About token - Githubissues

jacksonllee / pycantonese

Cantonese Linguistics and NLP

https://pycantonese.org

MIT License

359 stars 39 forks source link

About token #12

Closed ghost closed 8 years ago

ghost commented 8 years ago

Your work is really great! I want to do some LDA work on the Cantonese data. Can I use your library to finish the tokenizing work? How? Thanks a lot!

jacksonllee commented 8 years ago

Thanks for using this library! What exactly do you mean by "tokenizing" in this case? The HKCanCor data incorporated in the library are already word-segmented (e.g., "芝加哥好大風", with three words separated by spaces here). Do you mean you are looking for character-segmented data (e.g., "芝加哥好大風", with six Chinese characters separated by spaces)?
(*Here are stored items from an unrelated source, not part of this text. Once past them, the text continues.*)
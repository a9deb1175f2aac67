//! Error types

use std::io;
use std::time::Duration;
use thiserror::Error;

/// Result alias used throughout the crate
pub type Result<T> = std::result::Result<T, Error>;

/// Error type for producer, URL resolution and wire operations
#[derive(Debug, Error)]
pub enum Error {
    /// Missing or malformed configuration
    #[error("validation error: {0}")]
    Validation(String),

    /// Unknown connection URL option, or a known option with an unsupported value
    #[error("unsupported connection URL option: {key}={value}")]
    UnsupportedOption {
        /// Query parameter name
        key: String,
        /// Query parameter value
        value: String,
    },

    /// Malformed integer, boolean, URL or certificate material
    #[error("parse error: {0}")]
    Parse(String),

    /// Connection requested before a successful initialize
    #[error("connection producer has not been initialized")]
    NotInitialized,

    /// Failure while establishing or verifying connectivity
    #[error("{context}: {source}")]
    Connectivity {
        /// What was being attempted
        context: String,
        /// Underlying failure
        #[source]
        source: Box<Error>,
    },

    /// I/O error
    #[error("io error: {0}")]
    Io(#[from] io::Error),

    /// TLS setup or handshake failure
    #[error("tls error: {0}")]
    Tls(String),

    /// Malformed or unexpected wire message
    #[error("protocol error: {0}")]
    Protocol(String),

    /// Authentication failed
    #[error("authentication failed: {0}")]
    Authentication(String),

    /// Server answered a command with `ok: 0`
    #[error("server error {code}: {message}")]
    Server {
        /// Server error code
        code: i32,
        /// Server error message
        message: String,
    },

    /// Operation did not complete in time
    #[error("{operation} timed out after {after:?}")]
    Timeout {
        /// Operation that timed out
        operation: &'static str,
        /// Configured limit
        after: Duration,
    },

    /// Peer closed the connection
    #[error("connection closed")]
    ConnectionClosed,

    /// Operation attempted in the wrong connection or handle state
    #[error("invalid state: expected {expected}, got {actual}")]
    InvalidState {
        /// Expected state
        expected: String,
        /// Actual state
        actual: String,
    },
}

/// Coarse error category
#[derive(Debug, Clone, Copy, PartialEq, Eq)]
pub enum ErrorKind {
    /// Configuration validation failure
    Validation,
    /// Unsupported URL option
    UnsupportedOption,
    /// Malformed value or material
    Parse,
    /// Producer not initialized
    NotInitialized,
    /// Dial, TLS handshake, authentication or probe failure
    Connectivity,
}

impl Error {
    /// Category of this error
    pub fn kind(&self) -> ErrorKind {
        match self {
            Error::Validation(_) => ErrorKind::Validation,
            Error::UnsupportedOption { .. } => ErrorKind::UnsupportedOption,
            Error::Parse(_) => ErrorKind::Parse,
            Error::NotInitialized => ErrorKind::NotInitialized,
            Error::Connectivity { .. }
            | Error::Io(_)
            | Error::Tls(_)
            | Error::Protocol(_)
            | Error::Authentication(_)
            | Error::Server { .. }
            | Error::Timeout { .. }
            | Error::ConnectionClosed
            | Error::InvalidState { .. } => ErrorKind::Connectivity,
        }
    }

    /// Whether this error is a connectivity failure
    pub fn is_connectivity(&self) -> bool {
        self.kind() == ErrorKind::Connectivity
    }

    /// Wrap an error with connectivity context
    pub fn connectivity(context: impl Into<String>, source: Error) -> Self {
        Error::Connectivity {
            context: context.into(),
            source: Box::new(source),
        }
    }
}

impl From<crate::auth::ScramError> for Error {
    fn from(err: crate::auth::ScramError) -> Self {
        Error::Authentication(format!("SCRAM error: {}", err))
    }
}

impl From<bson::de::Error> for Error {
    fn from(err: bson::de::Error) -> Self {
        Error::Protocol(format!("invalid BSON document: {}", err))
    }
}

impl From<bson::ser::Error> for Error {
    fn from(err: bson::ser::Error) -> Self {
        Error::Protocol(format!("cannot encode BSON document: {}", err))
    }
}
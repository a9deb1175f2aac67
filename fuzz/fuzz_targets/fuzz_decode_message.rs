#![no_main]

use libfuzzer_sys::fuzz_target;
use mongo_producer::protocol::decode::{decode_header, decode_message};

fuzz_target!(|data: &[u8]| {
    // A decoded message consumes exactly the length its header declares
    if let Ok((_, consumed)) = decode_message(data) {
        let header = decode_header(data).expect("header of a decoded message");
        assert_eq!(consumed, header.length as usize);
        assert!(consumed <= data.len());
    }
});
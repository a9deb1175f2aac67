//! Connection management
//!
//! This module handles:
//! * Transport abstraction (plain TCP vs TLS)
//! * Connection lifecycle (handshake, auth, commands)
//! * State machine enforcement
//! * TLS configuration and support
//! * The shared session handed out by the producer

mod conn;
mod session;
mod state;
#[cfg(test)]
pub(crate) mod testing;
mod tls;
mod transport;

pub use conn::{Connection, ServerDescription};
pub use session::Session;
pub use state::ConnectionState;
pub use tls::{server_name, TlsConfig, TlsConfigBuilder};
pub use transport::{DialStrategy, Transport};
//! Protocol message encoding

use super::constants::{section, HEADER_LENGTH, OP_MSG};
use super::message::OpMsg;
use bytes::{BufMut, BytesMut};
use std::io;

/// Encode an OP_MSG into bytes
pub fn encode_message(msg: &OpMsg) -> io::Result<BytesMut> {
    let mut buf = BytesMut::with_capacity(HEADER_LENGTH + 64);

    // Reserve space for length (will be filled at end)
    let len_pos = buf.len();
    buf.put_i32_le(0);
    buf.put_i32_le(msg.request_id);
    buf.put_i32_le(msg.response_to);
    buf.put_i32_le(OP_MSG);

    buf.put_u32_le(msg.flags);

    buf.put_u8(section::BODY);
    put_document(&mut buf, &msg.body)?;

    for sequence in &msg.sequences {
        buf.put_u8(section::DOCUMENT_SEQUENCE);
        let size_pos = buf.len();
        buf.put_i32_le(0);

        buf.put(sequence.identifier.as_bytes());
        buf.put_u8(0);

        for doc in &sequence.documents {
            put_document(&mut buf, doc)?;
        }

        let size = buf.len() - size_pos;
        buf[size_pos..size_pos + 4].copy_from_slice(&(size as i32).to_le_bytes());
    }

    // Fill in length
    let len = buf.len() - len_pos;
    buf[len_pos..len_pos + 4].copy_from_slice(&(len as i32).to_le_bytes());

    Ok(buf)
}

fn put_document(buf: &mut BytesMut, doc: &bson::Document) -> io::Result<()> {
    let mut bytes = Vec::new();
    doc.to_writer(&mut bytes)
        .map_err(|e| io::Error::new(io::ErrorKind::InvalidInput, e.to_string()))?;
    buf.put_slice(&bytes);
    Ok(())
}

#[cfg(test)]
mod tests {
    use super::*;
    use crate::protocol::message::DocumentSequence;
    use bson::doc;

    #[test]
    fn test_encode_header() {
        let msg = OpMsg {
            request_id: 7,
            response_to: 0,
            flags: 0,
            body: doc! { "ping": 1, "$db": "admin" },
            sequences: Vec::new(),
        };
        let buf = encode_message(&msg).unwrap();

        let len = i32::from_le_bytes([buf[0], buf[1], buf[2], buf[3]]);
        assert_eq!(len as usize, buf.len());
        assert_eq!(i32::from_le_bytes([buf[4], buf[5], buf[6], buf[7]]), 7);
        assert_eq!(i32::from_le_bytes([buf[12], buf[13], buf[14], buf[15]]), OP_MSG);
        // flags, then the body section kind
        assert_eq!(&buf[16..20], &[0, 0, 0, 0]);
        assert_eq!(buf[20], section::BODY);
    }

    #[test]
    fn test_encode_body_is_bson() {
        let body = doc! { "isMaster": 1, "$db": "admin" };
        let buf = encode_message(&OpMsg::command(body.clone())).unwrap();

        let decoded = bson::Document::from_reader(&buf[21..]).unwrap();
        assert_eq!(decoded, body);
    }

    #[test]
    fn test_encode_document_sequence() {
        let msg = OpMsg {
            request_id: 1,
            response_to: 0,
            flags: 0,
            body: doc! { "insert": "c", "$db": "test" },
            sequences: vec![DocumentSequence {
                identifier: "documents".into(),
                documents: vec![doc! { "a": 1 }, doc! { "b": 2 }],
            }],
        };
        let buf = encode_message(&msg).unwrap();

        let body_len = i32::from_le_bytes([buf[21], buf[22], buf[23], buf[24]]) as usize;
        let seq_start = 21 + body_len;
        assert_eq!(buf[seq_start], section::DOCUMENT_SEQUENCE);

        let seq_len = i32::from_le_bytes([
            buf[seq_start + 1],
            buf[seq_start + 2],
            buf[seq_start + 3],
            buf[seq_start + 4],
        ]) as usize;
        assert_eq!(seq_start + 1 + seq_len, buf.len());
    }
}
ghost commented 8 years ago

Sorry for my obscure. Actually I want to do some data mining on the Cantonese lyric and first objective is topic model using LDA. But the python library, nltk, doesn't provide any function of Chinese character cutting. So I wonder if your library can do that. For example, for the follow lyric: 時間轉眼流走人越大越少朋友 And I want to cut the sentence to: 時間/轉眼/流走/人/越/大/越/少/朋友 Thanks a lot!

jacksonllee commented 8 years ago

I see -- so you're talking about the word segmentation problem (tokenization would mean the word boundaries are already indicated in some way and the task would take advantage of such information, which is not your case). PyCantonese doesn't do this at this point. That said, for word segmentation in python, I'm aware of the wordsegment library. It appears to be adaptable for non-English languages, if you have the unigrams and bigrams plus their counts based on some corpus of the language you're working on. I haven't tried it myself though. (PyCantonese could certainly help get the n-grams and counts for the HKCanCor data.)

ghost commented 8 years ago

Great! I have solved this problem! But now I have another. Given a certain string of Chinese character, how to return the jyupting only? For instance, input: 喂遲啲去唔去 output: wai3 ci4 di1 heoi3 m4 heoi3 Thanks a lot!

jacksonllee commented 8 years ago

Conversion between characters and Jyutping is on the to-do list for PyCantonese. Meanwhile, would other online tools for this purpose accomplish what you're after? Looks like a quick google search will return a handful of options. Hope this helps! I'm closing this issue for now, though please do feel free to open an issue for other questions/comments about PyCantonese.

ghost commented 8 years ago

Oh... Seems that your library is the most functional one for Cantonese. But, anyway, thank you vey much.